Your goal: Could you filter the records below and return each line that holds "index"?
━━━━━ Provided information ━━━━━
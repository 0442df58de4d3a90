use std::any::type_name;
use std::fmt;
use std::sync::Arc;

use once_cell::sync::OnceCell;
use tracing::{debug, info, warn};

use super::registry::{Component, Registry};

/// A dependency slot on a component, filled once during wiring.
///
/// An unresolved slot stays empty; wiring never fails because of it.
pub struct Inject<T: ?Sized> {
    cell: OnceCell<Arc<T>>,
}

impl<T: ?Sized> Inject<T> {
    #[must_use]
    pub const fn new() -> Self {
        Self {
            cell: OnceCell::new(),
        }
    }

    #[must_use]
    pub fn get(&self) -> Option<&Arc<T>> {
        self.cell.get()
    }

    #[must_use]
    pub fn is_wired(&self) -> bool {
        self.cell.get().is_some()
    }

    /// Fill the slot directly. Returns `false` if it was already filled.
    pub fn set(&self, value: Arc<T>) -> bool {
        self.cell.set(value).is_ok()
    }
}

impl<T: ?Sized> Default for Inject<T> {
    fn default() -> Self {
        Self::new()
    }
}

impl<T: ?Sized> fmt::Debug for Inject<T> {
    fn fmt(&self, f: &mut fmt::Formatter<'_>) -> fmt::Result {
        f.debug_struct("Inject")
            .field("target", &type_name::<T>())
            .field("wired", &self.is_wired())
            .finish()
    }
}

/// One injection target that could not be resolved.
#[derive(Debug, Clone, PartialEq, Eq)]
pub struct WiringGap {
    pub owner: &'static str,
    pub target: &'static str,
}

/// Outcome of [`wire_all`].
#[derive(Debug, Clone, Default)]
pub struct WiringReport {
    /// Components whose `wire` ran
    pub wired: usize,
    /// Slots filled
    pub injected: usize,
    /// Components created on demand by `inject_or_default`
    pub created: Vec<&'static str>,
    pub gaps: Vec<WiringGap>,
}

impl WiringReport {
    #[must_use]
    pub fn is_complete(&self) -> bool {
        self.gaps.is_empty()
    }
}

/// Handed to [`Component::wire`]; resolves slots against the registry.
pub struct Injector<'a> {
    registry: &'a mut Registry,
    owner: &'static str,
    report: &'a mut WiringReport,
}

impl<'a> Injector<'a> {
    /// Fill `slot` from the registry by its declared type. Returns whether it is wired.
    pub fn inject<T>(&mut self, slot: &Inject<T>) -> bool
    where
        T: ?Sized + Send + Sync + 'static,
    {
        if slot.is_wired() {
            return true;
        }
        match self.registry.try_resolve::<T>() {
            Ok(instance) => {
                slot.set(instance);
                self.report.injected += 1;
                debug!(owner = self.owner, target = type_name::<T>(), "Injected");
                true
            }
            Err(e) => {
                warn!(owner = self.owner, error = %e, "Injection target unresolved, slot left empty");
                self.report.gaps.push(WiringGap {
                    owner: self.owner,
                    target: type_name::<T>(),
                });
                false
            }
        }
    }

    /// Like [`Injector::inject`], but registers `T::default()` when `T` is unknown.
    ///
    /// The new component is wired later in the same pass.
    pub fn inject_or_default<T>(&mut self, slot: &Inject<T>) -> bool
    where
        T: Component + Default,
    {
        if !self.registry.contains::<T>() {
            self.registry.register(T::default());
            self.report.created.push(type_name::<T>());
            info!(owner = self.owner, component = type_name::<T>(), "Component created on demand");
        }
        self.inject(slot)
    }

    /// Resolve without a slot, for components that keep their own fields.
    #[must_use]
    pub fn resolve<T>(&self) -> Option<Arc<T>>
    where
        T: ?Sized + Send + Sync + 'static,
    {
        self.registry.resolve::<T>()
    }

    #[must_use]
    pub fn owner(&self) -> &'static str {
        self.owner
    }
}

/// Wire every registered component in registration order.
///
/// Components created during the pass are appended and wired too.
pub fn wire_all(registry: &mut Registry) -> WiringReport {
    let mut report = WiringReport::default();
    let mut index = 0;
    while let Some(record) = registry.instance_at(index) {
        let mut injector = Injector {
            registry: &mut *registry,
            owner: record.type_name,
            report: &mut report,
        };
        record.component.wire(&mut injector);
        report.wired += 1;
        index += 1;
    }
    if report.is_complete() {
        info!(components = report.wired, injected = report.injected, "Wiring complete");
    } else {
        warn!(
            components = report.wired,
            injected = report.injected,
            gaps = report.gaps.len(),
            "Wiring complete with unresolved targets"
        );
    }
    report
}
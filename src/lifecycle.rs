//! Application startup, readiness and shutdown.
//!
//! `start` runs the phases in a fixed order: scan component sources, wire,
//! build the route table, start the listener. Any failure before the
//! listener is up aborts startup and nothing is left running.

use std::fmt;
use std::fs;
use std::net::SocketAddr;
use std::path::Path;
use std::sync::Arc;
use std::time::Instant;

use tracing::{debug, error, info, warn};

use crate::aspect::{AspectProvider, FailPolicy};
use crate::config::{ConfigError, ConfigSource, ServerConfig};
use crate::container::{wire_all, Registry, WiringReport};
use crate::cors::{CorsApplier, DefaultCorsApplier};
use crate::dispatcher::RequestDispatcher;
use crate::interceptor::{InterceptorChain, InterceptorEntry};
use crate::reply::{DefaultReplyConverter, ReplyConverter};
use crate::router::RouteTable;
use crate::server::{AppService, Listener, MiniHttpTransport, Transport};

/// Registers components into a fresh registry. Called once per start.
pub type ComponentSource = Arc<dyn Fn(&mut Registry) -> anyhow::Result<()> + Send + Sync>;

#[derive(Debug)]
pub enum StartupError {
    /// A component source failed; `index` is its declaration position.
    Scan { index: usize, error: anyhow::Error },
    Config(ConfigError),
    Bind(anyhow::Error),
}

impl fmt::Display for StartupError {
    fn fmt(&self, f: &mut fmt::Formatter<'_>) -> fmt::Result {
        match self {
            StartupError::Scan { index, error } => {
                write!(f, "component source #{index} failed: {error}")
            }
            StartupError::Config(e) => write!(f, "configuration error: {e}"),
            StartupError::Bind(e) => write!(f, "listener failed to start: {e:#}"),
        }
    }
}

impl std::error::Error for StartupError {
    fn source(&self) -> Option<&(dyn std::error::Error + 'static)> {
        match self {
            StartupError::Scan { error, .. } | StartupError::Bind(error) => Some(&**error),
            StartupError::Config(e) => Some(e),
        }
    }
}

impl From<ConfigError> for StartupError {
    fn from(e: ConfigError) -> Self {
        StartupError::Config(e)
    }
}

enum ConfigInput {
    Fixed(ServerConfig),
    Source(Box<dyn ConfigSource>),
}

/// Collects everything `start` needs.
pub struct ApplicationBuilder {
    config: ConfigInput,
    sources: Vec<ComponentSource>,
    aspects: Option<Arc<dyn AspectProvider>>,
    interceptors: InterceptorChain,
    converter: Option<Arc<dyn ReplyConverter>>,
    cors_applier: Arc<dyn CorsApplier>,
    transport: Arc<dyn Transport>,
    fail_policy: Option<FailPolicy>,
}

impl Default for ApplicationBuilder {
    fn default() -> Self {
        Self {
            config: ConfigInput::Fixed(ServerConfig::default()),
            sources: Vec::new(),
            aspects: None,
            interceptors: InterceptorChain::new(),
            converter: None,
            cors_applier: Arc::new(DefaultCorsApplier),
            transport: Arc::new(MiniHttpTransport::new()),
            fail_policy: None,
        }
    }
}

impl ApplicationBuilder {
    #[must_use]
    pub fn config(mut self, config: ServerConfig) -> Self {
        self.config = ConfigInput::Fixed(config);
        self
    }

    /// Read [`ServerConfig`] from `source` at each start.
    #[must_use]
    pub fn config_source(mut self, source: impl ConfigSource + 'static) -> Self {
        self.config = ConfigInput::Source(Box::new(source));
        self
    }

    #[must_use]
    pub fn source<F>(mut self, source: F) -> Self
    where
        F: Fn(&mut Registry) -> anyhow::Result<()> + Send + Sync + 'static,
    {
        self.sources.push(Arc::new(source));
        self
    }

    /// Aspect implementations. Without one, aspects are resolved from the
    /// registry by capability.
    #[must_use]
    pub fn aspects(mut self, provider: Arc<dyn AspectProvider>) -> Self {
        self.aspects = Some(provider);
        self
    }

    #[must_use]
    pub fn interceptor(self, entry: InterceptorEntry) -> Self {
        self.interceptors.add(entry);
        self
    }

    /// Replaces the default converter; `http.404`/`http.500` pages are
    /// then ignored.
    #[must_use]
    pub fn converter(mut self, converter: Arc<dyn ReplyConverter>) -> Self {
        self.converter = Some(converter);
        self
    }

    #[must_use]
    pub fn cors_applier(mut self, applier: Arc<dyn CorsApplier>) -> Self {
        self.cors_applier = applier;
        self
    }

    #[must_use]
    pub fn transport(mut self, transport: Arc<dyn Transport>) -> Self {
        self.transport = transport;
        self
    }

    /// Overrides `aspect.fail_closed`.
    #[must_use]
    pub fn fail_policy(mut self, policy: FailPolicy) -> Self {
        self.fail_policy = Some(policy);
        self
    }

    #[must_use]
    pub fn build(self) -> Application {
        Application {
            inner: Arc::new(self),
        }
    }

    pub fn start(self) -> Result<RunningApp, StartupError> {
        self.build().start()
    }
}

/// A configured application. `start` may be called again after shutdown.
#[derive(Clone)]
pub struct Application {
    inner: Arc<ApplicationBuilder>,
}

fn read_page(kind: &str, path: &Path) -> Option<String> {
    match fs::read_to_string(path) {
        Ok(body) => Some(body),
        Err(e) => {
            warn!(page = kind, path = %path.display(), error = %e, "Page file unreadable, using the JSON body");
            None
        }
    }
}

impl Application {
    #[must_use]
    pub fn builder() -> ApplicationBuilder {
        ApplicationBuilder::default()
    }

    /// The interceptor set, shared with every running instance.
    #[must_use]
    pub fn interceptors(&self) -> &InterceptorChain {
        &self.inner.interceptors
    }

    fn resolve_config(&self) -> Result<ServerConfig, ConfigError> {
        match &self.inner.config {
            ConfigInput::Fixed(config) => Ok(config.clone()),
            ConfigInput::Source(source) => ServerConfig::from_source(source.as_ref()),
        }
    }

    fn scan(&self) -> Result<Registry, StartupError> {
        let mut registry = Registry::new();
        for (index, source) in self.inner.sources.iter().enumerate() {
            source(&mut registry).map_err(|error| {
                error!(index, error = %error, "Component source failed");
                StartupError::Scan { index, error }
            })?;
        }
        debug!(
            sources = self.inner.sources.len(),
            components = registry.len(),
            "Component scan complete"
        );
        Ok(registry)
    }

    fn converter_for(&self, config: &ServerConfig) -> Arc<dyn ReplyConverter> {
        if let Some(converter) = &self.inner.converter {
            return Arc::clone(converter);
        }
        let mut converter = DefaultReplyConverter::new();
        if let Some(page) = config.not_found_page.as_deref().and_then(|p| read_page("404", p)) {
            converter = converter.with_not_found_page(page);
        }
        if let Some(page) = config.error_page.as_deref().and_then(|p| read_page("500", p)) {
            converter = converter.with_error_page(page);
        }
        Arc::new(converter)
    }

    pub fn start(&self) -> Result<RunningApp, StartupError> {
        let started = Instant::now();
        let config = self.resolve_config()?;

        let mut registry = self.scan()?;
        let wiring = wire_all(&mut registry);
        let routes = RouteTable::build(&registry);
        let registry = Arc::new(registry);

        let aspects = match &self.inner.aspects {
            Some(provider) => Arc::clone(provider),
            None => Arc::clone(&registry) as Arc<dyn AspectProvider>,
        };
        let fail_policy = self.inner.fail_policy.unwrap_or(if config.fail_closed {
            FailPolicy::Closed
        } else {
            FailPolicy::Open
        });
        let dispatcher = RequestDispatcher::new(aspects)
            .with_fail_policy(fail_policy)
            .with_converter(self.converter_for(&config))
            .with_cors_applier(Arc::clone(&self.inner.cors_applier));

        let service = AppService::new(
            routes,
            dispatcher,
            self.inner.interceptors.clone(),
            config.context_path.clone(),
        );

        let listener = self
            .inner
            .transport
            .start(&config, service.clone())
            .map_err(|e| {
                error!(port = config.port, error = %e, "Listener failed to start");
                StartupError::Bind(e)
            })?;

        let url = match listener.local_addr() {
            Some(addr) => config.base_url_for_port(addr.port()),
            None => config.base_url(),
        };
        info!(
            url = %url,
            components = registry.len(),
            routes = service.routes().len(),
            interceptors = service.interceptors().len(),
            fail_policy = ?fail_policy,
            startup_ms = started.elapsed().as_millis() as u64,
            "Application ready"
        );

        Ok(RunningApp {
            app: self.clone(),
            config,
            url,
            wiring,
            registry: Some(registry),
            service: Some(service),
            listener: Some(listener),
        })
    }
}

/// A started application. Dropping it shuts it down.
pub struct RunningApp {
    app: Application,
    config: ServerConfig,
    url: String,
    wiring: WiringReport,
    registry: Option<Arc<Registry>>,
    service: Option<AppService>,
    listener: Option<Box<dyn Listener>>,
}

impl RunningApp {
    #[must_use]
    pub fn is_running(&self) -> bool {
        self.listener.is_some()
    }

    #[must_use]
    pub fn local_addr(&self) -> Option<SocketAddr> {
        self.listener.as_ref().and_then(|l| l.local_addr())
    }

    /// `http://localhost[:port][context_path]`
    #[must_use]
    pub fn url(&self) -> &str {
        &self.url
    }

    #[must_use]
    pub fn config(&self) -> &ServerConfig {
        &self.config
    }

    #[must_use]
    pub fn wiring(&self) -> &WiringReport {
        &self.wiring
    }

    /// `None` after shutdown.
    #[must_use]
    pub fn service(&self) -> Option<&AppService> {
        self.service.as_ref()
    }

    /// `None` after shutdown.
    #[must_use]
    pub fn registry(&self) -> Option<&Registry> {
        self.registry.as_deref()
    }

    #[must_use]
    pub fn interceptors(&self) -> &InterceptorChain {
        self.app.interceptors()
    }

    /// Stop the listener, then release the registry. Idempotent.
    pub fn shutdown(&mut self) {
        let Some(listener) = self.listener.take() else {
            return;
        };
        listener.stop();
        self.service = None;
        if let Some(registry) = self.registry.take() {
            match Arc::try_unwrap(registry) {
                Ok(mut registry) => registry.clear(),
                Err(shared) => debug!(
                    refs = Arc::strong_count(&shared),
                    "Registry still referenced, released with the last handle"
                ),
            }
        }
        info!(url = %self.url, "Application stopped");
    }

    /// Shutdown followed by a fresh start from the same inputs.
    /// In-flight requests are not drained.
    pub fn restart(&mut self) -> Result<(), StartupError> {
        info!(url = %self.url, "Restarting application");
        self.shutdown();
        let next = self.app.start()?;
        *self = next;
        Ok(())
    }
}

impl Drop for RunningApp {
    fn drop(&mut self) {
        self.shutdown();
    }
}

impl fmt::Debug for RunningApp {
    fn fmt(&self, f: &mut fmt::Formatter<'_>) -> fmt::Result {
        f.debug_struct("RunningApp")
            .field("url", &self.url)
            .field("running", &self.is_running())
            .finish()
    }
}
━━━━━
Answer section:
    let mut index = 0;
    while let Some(record) = registry.instance_at(index) {
        index += 1;
    /// A component source failed; `index` is its declaration position.
    Scan { index: usize, error: anyhow::Error },
            StartupError::Scan { index, error } => {
                write!(f, "component source #{index} failed: {error}")
        for (index, source) in self.inner.sources.iter().enumerate() {
                error!(index, error = %error, "Component source failed");
                StartupError::Scan { index, error }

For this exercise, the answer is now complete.